(Data entries)
____________

use crate::tracing::{RequestId, REQUEST_ID_HEADER};
use axum::{
    extract::Request,
    http::{header::HeaderName, HeaderValue},
    middleware::Next,
    response::Response,
};
use metrics::{counter, histogram};
use std::time::Instant;
use tracing::Instrument;

/// Middleware to add request ID to every request
pub async fn request_id_middleware(mut request: Request, next: Next) -> Response {
    let request_id = request
        .headers()
        .get(REQUEST_ID_HEADER)
        .and_then(|v| v.to_str().ok())
        .and_then(RequestId::from_header)
        .unwrap_or_default();

    let header_value = HeaderValue::from_str(request_id.as_str()).ok();
    if let Some(value) = header_value.clone() {
        request
            .headers_mut()
            .insert(HeaderName::from_static(REQUEST_ID_HEADER), value);
    }
    request.extensions_mut().insert(request_id.clone());

    let method = request.method().to_string();
    let span = tracing::info_span!(
        "request",
        request_id = %request_id,
        method = %method,
        uri = %request.uri(),
    );

    let start = Instant::now();
    let mut response = crate::tracing::scope_request_id(
        request_id,
        async move { next.run(request).await }.instrument(span),
    )
    .await;

    let status = response.status().as_u16().to_string();
    counter!("stock_transfer.http.requests", 1, "method" => method.clone(), "status" => status);
    histogram!("stock_transfer.http.duration", start.elapsed(), "method" => method);

    if let Some(value) = header_value {
        response
            .headers_mut()
            .insert(HeaderName::from_static(REQUEST_ID_HEADER), value);
    }
    response
}

#[cfg(test)]
mod tests {
    use super::*;
    use axum::{
        body::{to_bytes, Body},
        extract::Extension,
        http::{Request as HttpRequest, StatusCode},
        routing::get,
        Router,
    };
    use tower::ServiceExt;

    async fn extension_handler(
        Extension(request_id): Extension<RequestId>,
    ) -> (StatusCode, String) {
        (
            StatusCode::OK,
            format!("request-id:{}", request_id.as_str()),
        )
    }

    fn app() -> Router {
        Router::new()
            .route("/", get(extension_handler))
            .layer(axum::middleware::from_fn(request_id_middleware))
    }

    #[tokio::test]
    async fn middleware_adds_request_id_header_and_extension() {
        let response = app()
            .oneshot(HttpRequest::builder().uri("/").body(Body::empty()).unwrap())
            .await
            .unwrap();

        let header = response.headers().get(REQUEST_ID_HEADER).cloned();
        assert!(header.is_some());

        let body = to_bytes(response.into_body(), usize::MAX).await.unwrap();
        let body_str = String::from_utf8(body.to_vec()).unwrap();
        assert!(body_str.starts_with("request-id:"));
    }

    #[tokio::test]
    async fn client_request_id_is_echoed() {
        let response = app()
            .oneshot(
                HttpRequest::builder()
                    .uri("/")
                    .header(REQUEST_ID_HEADER, "client-42")
                    .body(Body::empty())
                    .unwrap(),
            )
            .await
            .unwrap();

        assert_eq!(response.headers()[REQUEST_ID_HEADER], "client-42");
        let body = to_bytes(response.into_body(), usize::MAX).await.unwrap();
        assert_eq!(&body[..], b"request-id:client-42");
    }
}
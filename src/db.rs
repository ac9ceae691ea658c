use crate::config::AppConfig;
use crate::errors::ServiceError;
use metrics::{counter, gauge, histogram};
use sea_orm::{ConnectOptions, Database, DatabaseConnection};
use serde::{Deserialize, Serialize};
use std::time::{Duration, Instant};
use tracing::{debug, error, info};
use utoipa::ToSchema;

pub type DbPool = DatabaseConnection;

/// The two independently owned stores a transfer spans.
#[derive(
    Debug,
    Clone,
    Copy,
    PartialEq,
    Eq,
    Serialize,
    Deserialize,
    ToSchema,
    strum::Display,
    strum::EnumString,
)]
#[serde(rename_all = "lowercase")]
#[strum(serialize_all = "lowercase")]
pub enum Store {
    Warehouse,
    Pos,
}

#[derive(Debug, Clone)]
pub struct DbConfig {
    pub url: String,
    pub max_connections: u32,
    pub min_connections: u32,
    pub connect_timeout: Duration,
    pub idle_timeout: Duration,
    pub acquire_timeout: Duration,
}

impl Default for DbConfig {
    fn default() -> Self {
        Self {
            url: String::new(),
            max_connections: 10,
            min_connections: 1,
            connect_timeout: Duration::from_secs(30),
            idle_timeout: Duration::from_secs(600),
            acquire_timeout: Duration::from_secs(8),
        }
    }
}

impl DbConfig {
    pub fn for_store(cfg: &AppConfig, store: Store) -> Self {
        let url = match store {
            Store::Warehouse => cfg.warehouse_database_url.clone(),
            Store::Pos => cfg.pos_database_url.clone(),
        };
        Self {
            url,
            max_connections: cfg.db_max_connections,
            min_connections: cfg.db_min_connections,
            connect_timeout: Duration::from_secs(cfg.db_connect_timeout_secs),
            idle_timeout: Duration::from_secs(cfg.db_idle_timeout_secs),
            acquire_timeout: Duration::from_secs(cfg.db_acquire_timeout_secs),
        }
    }
}

pub async fn establish_connection_with_config(
    store: Store,
    config: &DbConfig,
) -> Result<DbPool, ServiceError> {
    debug!(%store, "Configuring database connection with: {:?}", config);

    let mut opt = ConnectOptions::new(config.url.clone());
    opt.max_connections(config.max_connections)
        .min_connections(config.min_connections)
        .connect_timeout(config.connect_timeout)
        .acquire_timeout(config.acquire_timeout)
        .idle_timeout(config.idle_timeout)
        .sqlx_logging(false);

    gauge!(
        "stock_transfer_db.max_connections",
        config.max_connections as f64,
        "store" => store.to_string()
    );

    let pool = Database::connect(opt).await.map_err(|e| {
        error!(%store, "Database connection failed: {}", e);
        ServiceError::DatabaseError(e)
    })?;

    info!(%store, "Database connection pool established");
    Ok(pool)
}

/// Connection pools for both stores.
///
/// There is no transaction spanning the two; every cross-store step is
/// written to be re-applied safely by the reconciliation loop.
#[derive(Debug, Clone)]
pub struct Stores {
    pub warehouse: DbPool,
    pub pos: DbPool,
}

impl Stores {
    pub fn new(warehouse: DbPool, pos: DbPool) -> Self {
        Self { warehouse, pos }
    }

    pub async fn connect(cfg: &AppConfig) -> Result<Self, ServiceError> {
        let warehouse = establish_connection_with_config(
            Store::Warehouse,
            &DbConfig::for_store(cfg, Store::Warehouse),
        )
        .await?;
        let pos =
            establish_connection_with_config(Store::Pos, &DbConfig::for_store(cfg, Store::Pos))
                .await?;
        Ok(Self { warehouse, pos })
    }

    pub fn get(&self, store: Store) -> &DbPool {
        match store {
            Store::Warehouse => &self.warehouse,
            Store::Pos => &self.pos,
        }
    }

    pub async fn run_migrations(&self) -> Result<(), ServiceError> {
        let start = Instant::now();
        let result = crate::migrator::run_all(&self.warehouse, &self.pos)
            .await
            .map_err(ServiceError::DatabaseError);
        histogram!("stock_transfer_db.migration.duration", start.elapsed());
        result
    }

    /// Pings one store, recording latency.
    pub async fn check_connection(&self, store: Store) -> Result<Duration, ServiceError> {
        let start = Instant::now();
        match self.get(store).ping().await {
            Ok(()) => {
                let elapsed = start.elapsed();
                debug!(%store, "Database connection check successful in {:?}", elapsed);
                gauge!(
                    "stock_transfer_db.connection_latency",
                    elapsed.as_millis() as f64,
                    "store" => store.to_string()
                );
                Ok(elapsed)
            }
            Err(e) => {
                error!(%store, "Database connection check failed: {}", e);
                counter!("stock_transfer_db.connection_failures", 1, "store" => store.to_string());
                Err(ServiceError::DatabaseError(e))
            }
        }
    }

    pub async fn close(self) {
        for (store, pool) in [(Store::Warehouse, self.warehouse), (Store::Pos, self.pos)] {
            if let Err(e) = pool.close().await {
                error!(%store, "Error closing database pool: {}", e);
            }
        }
    }
}
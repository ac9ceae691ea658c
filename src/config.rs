use config::{Config, ConfigError, Environment, File};
use serde::Deserialize;
use std::env;
use std::path::Path;
use std::time::Duration;
use thiserror::Error;
use tracing::{error, info};
use validator::{Validate, ValidationError, ValidationErrors};

/// Default values for configuration
const DEFAULT_LOG_LEVEL: &str = "info";
const DEFAULT_ENV: &str = "development";
const DEFAULT_PORT: u16 = 8080;
const CONFIG_DIR: &str = "config";
const DEFAULT_WAREHOUSE_DATABASE_URL: &str = "sqlite://warehouse.db?mode=rwc";
const DEFAULT_POS_DATABASE_URL: &str = "sqlite://pos.db?mode=rwc";
const DEFAULT_RECONCILE_INTERVAL_SECS: u64 = 10;
const DEFAULT_TOMBSTONE_TTL_SECS: u64 = 3600;
const DEFAULT_TOMBSTONE_CAPACITY: usize = 10_000;
const DEFAULT_OUTBOX_BATCH_SIZE: u64 = 50;
const DEFAULT_OUTBOX_MAX_ATTEMPTS: i32 = 8;

/// Application configuration structure with validation
#[derive(Clone, Debug, Deserialize, Validate)]
#[serde(deny_unknown_fields)]
pub struct AppConfig {
    /// Connection URL of the warehouse store (shipments, warehouse inventory)
    pub warehouse_database_url: String,

    /// Connection URL of the POS store (requests, POS inventory)
    pub pos_database_url: String,

    /// Server host address
    pub host: String,

    /// Server port
    #[serde(default = "default_port")]
    pub port: u16,

    /// Application environment
    pub environment: String,

    /// Logging level
    #[serde(default = "default_log_level")]
    #[validate(custom = "validate_log_level")]
    pub log_level: String,

    /// Log in JSON format (structured logging)
    #[serde(default)]
    pub log_json: bool,

    /// Whether to run both stores' migrations on startup
    #[serde(default)]
    pub auto_migrate: bool,

    /// CORS: comma-separated list of allowed origins (production)
    #[serde(default)]
    pub cors_allowed_origins: Option<String>,

    /// Allow permissive CORS fallback
    #[serde(default)]
    pub cors_allow_any_origin: bool,

    /// DB pool: max connections (applies to each store)
    #[serde(default = "default_db_max_connections")]
    #[validate(range(min = 1))]
    pub db_max_connections: u32,

    /// DB pool: min connections
    #[serde(default = "default_db_min_connections")]
    pub db_min_connections: u32,

    /// DB timeouts (seconds)
    #[serde(default = "default_db_connect_timeout_secs")]
    pub db_connect_timeout_secs: u64,
    #[serde(default = "default_db_idle_timeout_secs")]
    pub db_idle_timeout_secs: u64,
    #[serde(default = "default_db_acquire_timeout_secs")]
    pub db_acquire_timeout_secs: u64,

    /// Seconds between reconciliation ticks
    #[serde(default = "default_reconcile_interval_secs")]
    #[validate(range(min = 1, max = 86400))]
    pub reconcile_interval_secs: u64,

    /// How long an unresolved request id stays suppressed
    #[serde(default = "default_tombstone_ttl_secs")]
    #[validate(range(min = 1))]
    pub tombstone_ttl_secs: u64,

    /// Upper bound on suppressed request ids held in memory
    #[serde(default = "default_tombstone_capacity")]
    #[validate(range(min = 1))]
    pub tombstone_capacity: usize,

    /// Outbox rows delivered per tick
    #[serde(default = "default_outbox_batch_size")]
    #[validate(range(min = 1, max = 10000))]
    pub outbox_batch_size: u64,

    /// Delivery attempts before an outbox row is parked as failed
    #[serde(default = "default_outbox_max_attempts")]
    #[validate(range(min = 1))]
    pub outbox_max_attempts: i32,
}

impl AppConfig {
    pub fn new(
        warehouse_database_url: String,
        pos_database_url: String,
        host: String,
        port: u16,
        environment: String,
    ) -> Self {
        Self {
            warehouse_database_url,
            pos_database_url,
            host,
            port,
            environment,
            log_level: default_log_level(),
            log_json: false,
            auto_migrate: false,
            cors_allowed_origins: None,
            cors_allow_any_origin: false,
            db_max_connections: default_db_max_connections(),
            db_min_connections: default_db_min_connections(),
            db_connect_timeout_secs: default_db_connect_timeout_secs(),
            db_idle_timeout_secs: default_db_idle_timeout_secs(),
            db_acquire_timeout_secs: default_db_acquire_timeout_secs(),
            reconcile_interval_secs: default_reconcile_interval_secs(),
            tombstone_ttl_secs: default_tombstone_ttl_secs(),
            tombstone_capacity: default_tombstone_capacity(),
            outbox_batch_size: default_outbox_batch_size(),
            outbox_max_attempts: default_outbox_max_attempts(),
        }
    }

    /// Checks if running in development environment
    pub fn is_development(&self) -> bool {
        self.environment.eq_ignore_ascii_case("development")
    }

    /// Returns true if explicit CORS origins are configured
    pub fn has_cors_allowed_origins(&self) -> bool {
        self.cors_allowed_origins
            .as_ref()
            .map(|raw| raw.split(',').any(|origin| !origin.trim().is_empty()))
            .unwrap_or(false)
    }

    /// Whether we should fall back to permissive CORS
    pub fn should_allow_permissive_cors(&self) -> bool {
        self.is_development() || self.cors_allow_any_origin
    }

    pub fn reconcile_interval(&self) -> Duration {
        Duration::from_secs(self.reconcile_interval_secs)
    }

    pub fn tombstone_ttl(&self) -> Duration {
        Duration::from_secs(self.tombstone_ttl_secs)
    }

    fn validate_additional_constraints(&self) -> Result<(), ValidationErrors> {
        let mut errors = ValidationErrors::new();

        if !self.should_allow_permissive_cors() && !self.has_cors_allowed_origins() {
            let mut err = ValidationError::new("cors_allowed_origins_required");
            err.message = Some(
                "Set APP__CORS_ALLOWED_ORIGINS for non-development environments or explicitly opt-in via APP__CORS_ALLOW_ANY_ORIGIN=true".into(),
            );
            errors.add("cors_allowed_origins", err);
        }

        if self.warehouse_database_url.trim() == self.pos_database_url.trim() {
            let mut err = ValidationError::new("distinct_stores");
            err.message =
                Some("warehouse_database_url and pos_database_url must point at different stores".into());
            errors.add("pos_database_url", err);
        }

        if self.db_min_connections > self.db_max_connections {
            let mut err = ValidationError::new("db_min_connections");
            err.message = Some("db_min_connections cannot exceed db_max_connections".into());
            errors.add("db_min_connections", err);
        }

        if errors.errors().is_empty() {
            Ok(())
        } else {
            Err(errors)
        }
    }
}

/// Configuration loading errors
#[derive(Debug, Error)]
pub enum AppConfigError {
    #[error("Configuration loading failed: {0}")]
    Load(#[from] ConfigError),

    #[error("Configuration validation failed: {0}")]
    Validation(#[from] validator::ValidationErrors),

    #[error("IO error: {0}")]
    Io(#[from] std::io::Error),
}

fn default_log_level() -> String {
    DEFAULT_LOG_LEVEL.to_string()
}
fn default_port() -> u16 {
    DEFAULT_PORT
}
fn default_db_max_connections() -> u32 {
    10
}
fn default_db_min_connections() -> u32 {
    1
}
fn default_db_connect_timeout_secs() -> u64 {
    30
}
fn default_db_idle_timeout_secs() -> u64 {
    600
}
fn default_db_acquire_timeout_secs() -> u64 {
    8
}
fn default_reconcile_interval_secs() -> u64 {
    DEFAULT_RECONCILE_INTERVAL_SECS
}
fn default_tombstone_ttl_secs() -> u64 {
    DEFAULT_TOMBSTONE_TTL_SECS
}
fn default_tombstone_capacity() -> usize {
    DEFAULT_TOMBSTONE_CAPACITY
}
fn default_outbox_batch_size() -> u64 {
    DEFAULT_OUTBOX_BATCH_SIZE
}
fn default_outbox_max_attempts() -> i32 {
    DEFAULT_OUTBOX_MAX_ATTEMPTS
}

/// Validates log level values
fn validate_log_level(level: &str) -> Result<(), ValidationError> {
    let valid_levels = ["trace", "debug", "info", "warn", "error"];
    if valid_levels.contains(&level.to_lowercase().as_str()) {
        Ok(())
    } else {
        let mut err = ValidationError::new("log_level");
        err.message = Some("Must be one of: trace, debug, info, warn, error".into());
        Err(err)
    }
}

/// Initializes tracing using the provided log level as the default filter
pub fn init_tracing(level: &str, json: bool) {
    use tracing_subscriber::{fmt, EnvFilter};

    let default_directive = format!("stock_transfer_api={},tower_http=debug", level);
    let filter_directive = env::var("RUST_LOG")
        .ok()
        .filter(|s| !s.trim().is_empty())
        .unwrap_or(default_directive);

    let filter = EnvFilter::new(filter_directive);
    if json {
        let _ = fmt().with_env_filter(filter).json().try_init();
    } else {
        let _ = fmt().with_env_filter(filter).try_init();
    }
}

/// Loads application configuration
///
/// Layers configuration sources in this order:
/// 1. Built-in defaults
/// 2. Default config (config/default.toml)
/// 3. Environment-specific config (config/{env}.toml)
/// 4. Environment variables (APP__*)
pub fn load_config() -> Result<AppConfig, AppConfigError> {
    let run_env = env::var("RUN_ENV")
        .or_else(|_| env::var("APP_ENV"))
        .unwrap_or_else(|_| DEFAULT_ENV.to_string());
    info!("Loading configuration for environment: {}", run_env);

    if !Path::new(CONFIG_DIR).exists() {
        info!(
            "Config directory '{}' not found; relying on built-in defaults and environment variables",
            CONFIG_DIR
        );
    }

    let config = Config::builder()
        .set_default("warehouse_database_url", DEFAULT_WAREHOUSE_DATABASE_URL)?
        .set_default("pos_database_url", DEFAULT_POS_DATABASE_URL)?
        .set_default("host", "0.0.0.0")?
        .set_default("port", DEFAULT_PORT)?
        .set_default("environment", DEFAULT_ENV)?
        .set_default("log_level", DEFAULT_LOG_LEVEL)?
        .set_default("log_json", false)?
        .add_source(File::with_name(&format!("{}/default", CONFIG_DIR)).required(false))
        .add_source(File::with_name(&format!("{}/{}", CONFIG_DIR, run_env)).required(false))
        .add_source(Environment::with_prefix("APP").separator("__"))
        .build()?;

    let app_config: AppConfig = config.try_deserialize()?;
    check(&app_config)?;

    info!("Configuration loaded successfully");
    Ok(app_config)
}

fn check(app_config: &AppConfig) -> Result<(), AppConfigError> {
    app_config.validate().map_err(|e| {
        error!("Configuration validation failed: {:?}", e);
        AppConfigError::Validation(e)
    })?;

    app_config.validate_additional_constraints().map_err(|e| {
        error!("Configuration constraint validation failed: {:?}", e);
        AppConfigError::Validation(e)
    })
}
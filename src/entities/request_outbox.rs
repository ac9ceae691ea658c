use chrono::{DateTime, Utc};
use sea_orm::entity::prelude::*;
use serde::{Deserialize, Serialize};

#[derive(
    Clone,
    Copy,
    Debug,
    PartialEq,
    Eq,
    EnumIter,
    DeriveActiveEnum,
    Serialize,
    Deserialize,
    strum::Display,
)]
#[sea_orm(rs_type = "String", db_type = "String(StringLen::N(16))")]
#[strum(serialize_all = "lowercase")]
pub enum OutboxStatus {
    #[sea_orm(string_value = "pending")]
    Pending,
    #[sea_orm(string_value = "delivered")]
    Delivered,
    #[sea_orm(string_value = "failed")]
    Failed,
}

/// Warehouse-side record of a POS request that still has to be written.
/// Inserted in the same transaction as its shipment.
#[derive(Clone, Debug, PartialEq, DeriveEntityModel, Serialize, Deserialize)]
#[sea_orm(table_name = "request_outbox")]
pub struct Model {
    #[sea_orm(primary_key, auto_increment = false)]
    pub id: Uuid,
    #[sea_orm(unique)]
    pub shipment_id: Uuid,
    /// JSON-encoded [`crate::services::outbox::RequestEnvelope`].
    #[sea_orm(column_type = "Text")]
    pub payload: String,
    pub status: OutboxStatus,
    pub attempts: i32,
    pub last_error: Option<String>,
    pub created_at: DateTime<Utc>,
    pub updated_at: DateTime<Utc>,
}

#[derive(Copy, Clone, Debug, EnumIter, DeriveRelation)]
pub enum Relation {}

impl ActiveModelBehavior for ActiveModel {}
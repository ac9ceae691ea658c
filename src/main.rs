use std::net::SocketAddr;

use http::HeaderValue;
use tokio::{signal, sync::watch};
use tower_http::{
    compression::CompressionLayer,
    cors::{Any, CorsLayer},
};
use tracing::{error, info, warn};

use stock_transfer_api as api;

#[tokio::main]
async fn main() -> Result<(), Box<dyn std::error::Error>> {
    let cfg = api::config::load_config()?;
    api::config::init_tracing(&cfg.log_level, cfg.log_json);

    // Init both stores
    let stores = api::db::Stores::connect(&cfg).await?;
    if cfg.auto_migrate {
        stores.run_migrations().await.map_err(|e| {
            error!("Failed running migrations: {}", e);
            e
        })?;
    }

    let app_state = api::AppState::new(stores.clone(), cfg.clone());

    // Reconciliation loop, stopped on shutdown
    let (shutdown_tx, shutdown_rx) = watch::channel(false);
    let scheduler = app_state
        .services
        .reconciliation_scheduler(&cfg)
        .spawn(shutdown_rx);

    // Build CORS layer from config
    let configured_origins: Option<Vec<HeaderValue>> = cfg
        .cors_allowed_origins
        .as_ref()
        .map(|raw| {
            raw.split(',')
                .filter_map(|origin| {
                    let trimmed = origin.trim();
                    if trimmed.is_empty() {
                        None
                    } else {
                        HeaderValue::from_str(trimmed).ok()
                    }
                })
                .collect::<Vec<_>>()
        })
        .filter(|origins| !origins.is_empty());

    let cors_layer = if let Some(origins) = configured_origins {
        CorsLayer::new()
            .allow_origin(origins)
            .allow_methods(Any)
            .allow_headers(Any)
    } else if cfg.should_allow_permissive_cors() {
        info!(
            "Using permissive CORS because explicit origins were not configured ({})",
            if cfg.is_development() {
                "development environment"
            } else {
                "explicit override enabled"
            }
        );
        CorsLayer::permissive()
    } else {
        error!("Missing CORS configuration detected; set APP__CORS_ALLOWED_ORIGINS or APP__CORS_ALLOW_ANY_ORIGIN=true");
        return Err("Missing CORS configuration: set APP__CORS_ALLOWED_ORIGINS or APP__CORS_ALLOW_ANY_ORIGIN=true".into());
    };

    let app = api::app_router(app_state)
        // HTTP tracing layer for consistent request/response telemetry
        .layer(api::tracing::configure_http_tracing())
        .layer(CompressionLayer::new())
        .layer(cors_layer)
        // Ensure every request carries a request id for traceability
        .layer(axum::middleware::from_fn(
            api::middleware_helpers::request_id_middleware,
        ));

    let ip: std::net::IpAddr = cfg.host.parse()?;
    let addr = SocketAddr::new(ip, cfg.port);
    info!("stock-transfer-api listening on http://{}", addr);
    let listener = tokio::net::TcpListener::bind(addr).await?;

    axum::serve(listener, app.into_make_service())
        .with_graceful_shutdown(shutdown_signal())
        .await?;

    let _ = shutdown_tx.send(true);
    if let Err(e) = scheduler.await {
        warn!("Reconciliation task ended abnormally: {}", e);
    }
    stores.close().await;
    Ok(())
}

async fn shutdown_signal() {
    let ctrl_c = async {
        if let Err(e) = signal::ctrl_c().await {
            error!("failed to install Ctrl+C handler: {}", e);
            std::future::pending::<()>().await;
        }
    };

    #[cfg(unix)]
    let terminate = async {
        use tokio::signal::unix::{signal, SignalKind};

        match signal(SignalKind::terminate()) {
            Ok(mut sigterm) => {
                sigterm.recv().await;
            }
            Err(e) => {
                error!("failed to install signal handler: {}", e);
                std::future::pending::<()>().await;
            }
        }
    };

    #[cfg(not(unix))]
    let terminate = std::future::pending::<()>();

    tokio::select! {
        _ = ctrl_c => {},
        _ = terminate => {},
    }
    info!("shutdown signal received");
}
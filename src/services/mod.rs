// Core services
pub mod inventory;
pub mod requests;
pub mod shipments;

// Cross-store delivery and convergence
pub mod outbox;
pub mod reconciliation;
pub mod tombstones;

pub use inventory::InventoryService;
pub use outbox::RequestOutbox;
pub use reconciliation::{ReconciliationScheduler, TickReport};
pub use requests::RequestService;
pub use shipments::ShipmentService;
pub use tombstones::{TombstoneCache, TombstoneStore};
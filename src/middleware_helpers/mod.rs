pub mod request_id;

pub use request_id::request_id_middleware;
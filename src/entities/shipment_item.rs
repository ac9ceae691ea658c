use chrono::{DateTime, Utc};
use sea_orm::entity::prelude::*;
use serde::{Deserialize, Serialize};

use super::shipment::ShipmentStatus;

/// One line of a shipment. Quantity is fixed once the parent leaves `Pending`.
#[derive(Clone, Debug, PartialEq, DeriveEntityModel, Serialize, Deserialize)]
#[sea_orm(table_name = "shipment_items")]
pub struct Model {
    #[sea_orm(primary_key, auto_increment = false)]
    pub id: Uuid,
    pub shipment_id: Uuid,
    /// Source line in the warehouse store.
    pub warehouse_inventory_id: Uuid,
    /// Destination line in the POS store.
    pub pos_inventory_id: Uuid,
    pub product_unit_id: Option<Uuid>,
    pub quantity: i32,
    pub status: ShipmentStatus,
    pub created_at: DateTime<Utc>,
    pub updated_at: DateTime<Utc>,
}

#[derive(Copy, Clone, Debug, EnumIter, DeriveRelation)]
pub enum Relation {
    #[sea_orm(
        belongs_to = "super::shipment::Entity",
        from = "Column::ShipmentId",
        to = "super::shipment::Column::Id",
        on_delete = "Cascade"
    )]
    Shipment,
}

impl Related<super::shipment::Entity> for Entity {
    fn to() -> RelationDef {
        Relation::Shipment.def()
    }
}

impl ActiveModelBehavior for ActiveModel {}
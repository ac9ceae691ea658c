use chrono::Utc;
use metrics::counter;
use sea_orm::{
    sea_query::Expr, ColumnTrait, EntityTrait, ModelTrait, PaginatorTrait, QueryFilter,
    QueryOrder,
};
use serde::Serialize;
use std::str::FromStr;
use tracing::{info, instrument};
use uuid::Uuid;

use crate::{
    db::Stores,
    entities::{
        request::{self, Entity as RequestEntity, RequestStatus},
        request_line::{self, Entity as RequestLineEntity},
    },
    errors::ServiceError,
};

#[derive(Debug, Clone, PartialEq, Serialize)]
pub struct RequestDetail {
    pub request: request::Model,
    pub lines: Vec<request_line::Model>,
}

/// POS side of a transfer. Request status is owned here; the warehouse
/// learns about decisions only through reconciliation.
#[derive(Clone)]
pub struct RequestService {
    stores: Stores,
}

impl RequestService {
    pub fn new(stores: Stores) -> Self {
        Self { stores }
    }

    pub async fn find_request(&self, id: Uuid) -> Result<Option<request::Model>, ServiceError> {
        Ok(RequestEntity::find_by_id(id).one(&self.stores.pos).await?)
    }

    pub async fn get_request(&self, id: Uuid) -> Result<RequestDetail, ServiceError> {
        let request = self
            .find_request(id)
            .await?
            .ok_or_else(|| ServiceError::NotFound(format!("request {} not found", id)))?;
        let lines = request
            .find_related(RequestLineEntity)
            .all(&self.stores.pos)
            .await?;
        Ok(RequestDetail { request, lines })
    }

    pub async fn list_requests(
        &self,
        page: u64,
        limit: u64,
        status: Option<RequestStatus>,
    ) -> Result<(Vec<request::Model>, u64), ServiceError> {
        let mut query = RequestEntity::find().order_by_desc(request::Column::CreatedAt);
        if let Some(status) = status {
            query = query.filter(request::Column::Status.eq(status));
        }
        let paginator = query.paginate(&self.stores.pos, limit);
        let total = paginator.num_items().await?;
        let rows = paginator.fetch_page(page.saturating_sub(1)).await?;
        Ok((rows, total))
    }

    /// Requests the POS operator has decided on, oldest decision first.
    pub async fn decided_requests(&self) -> Result<Vec<request::Model>, ServiceError> {
        Ok(RequestEntity::find()
            .filter(
                request::Column::Status.is_in([RequestStatus::Complete, RequestStatus::Reject]),
            )
            .order_by_asc(request::Column::UpdatedAt)
            .all(&self.stores.pos)
            .await?)
    }

    /// Operator decision on the POS side. `complete` and `reject` are final;
    /// repeating the current status is accepted as a no-op.
    #[instrument(skip(self))]
    pub async fn update_status(
        &self,
        id: Uuid,
        status: &str,
    ) -> Result<RequestDetail, ServiceError> {
        let target = RequestStatus::from_str(&status.trim().to_lowercase()).map_err(|_| {
            ServiceError::ValidationError(format!(
                "invalid status '{}'; expected pending, complete or reject",
                status
            ))
        })?;

        let current = self
            .find_request(id)
            .await?
            .ok_or_else(|| ServiceError::NotFound(format!("request {} not found", id)))?;

        if current.status == target {
            return self.get_request(id).await;
        }
        if current.status.is_terminal() {
            return Err(ServiceError::InvalidTransition(format!(
                "request {} is already {}",
                id, current.status
            )));
        }

        let result = RequestEntity::update_many()
            .col_expr(request::Column::Status, Expr::value(target))
            .col_expr(request::Column::UpdatedAt, Expr::value(Utc::now()))
            .filter(request::Column::Id.eq(id))
            .filter(request::Column::Status.eq(current.status))
            .exec(&self.stores.pos)
            .await?;
        if result.rows_affected == 0 {
            return Err(ServiceError::InvalidTransition(format!(
                "request {} changed concurrently",
                id
            )));
        }

        counter!("stock_transfer.requests.decided", 1, "status" => target.to_string());
        info!(request_id = %id, status = %target, "request status updated");
        self.get_request(id).await
    }
}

____________

* **Your assignment**
Restate the data verbatim through the "to every request" line.

* **Exercise response**
use crate::tracing::{RequestId, REQUEST_ID_HEADER};
use axum::{
    extract::Request,
    http::{header::HeaderName, HeaderValue},
    middleware::Next,
    response::Response,
};
use metrics::{counter, histogram};
use std::time::Instant;
use tracing::Instrument;

/// Middleware to add request ID to every request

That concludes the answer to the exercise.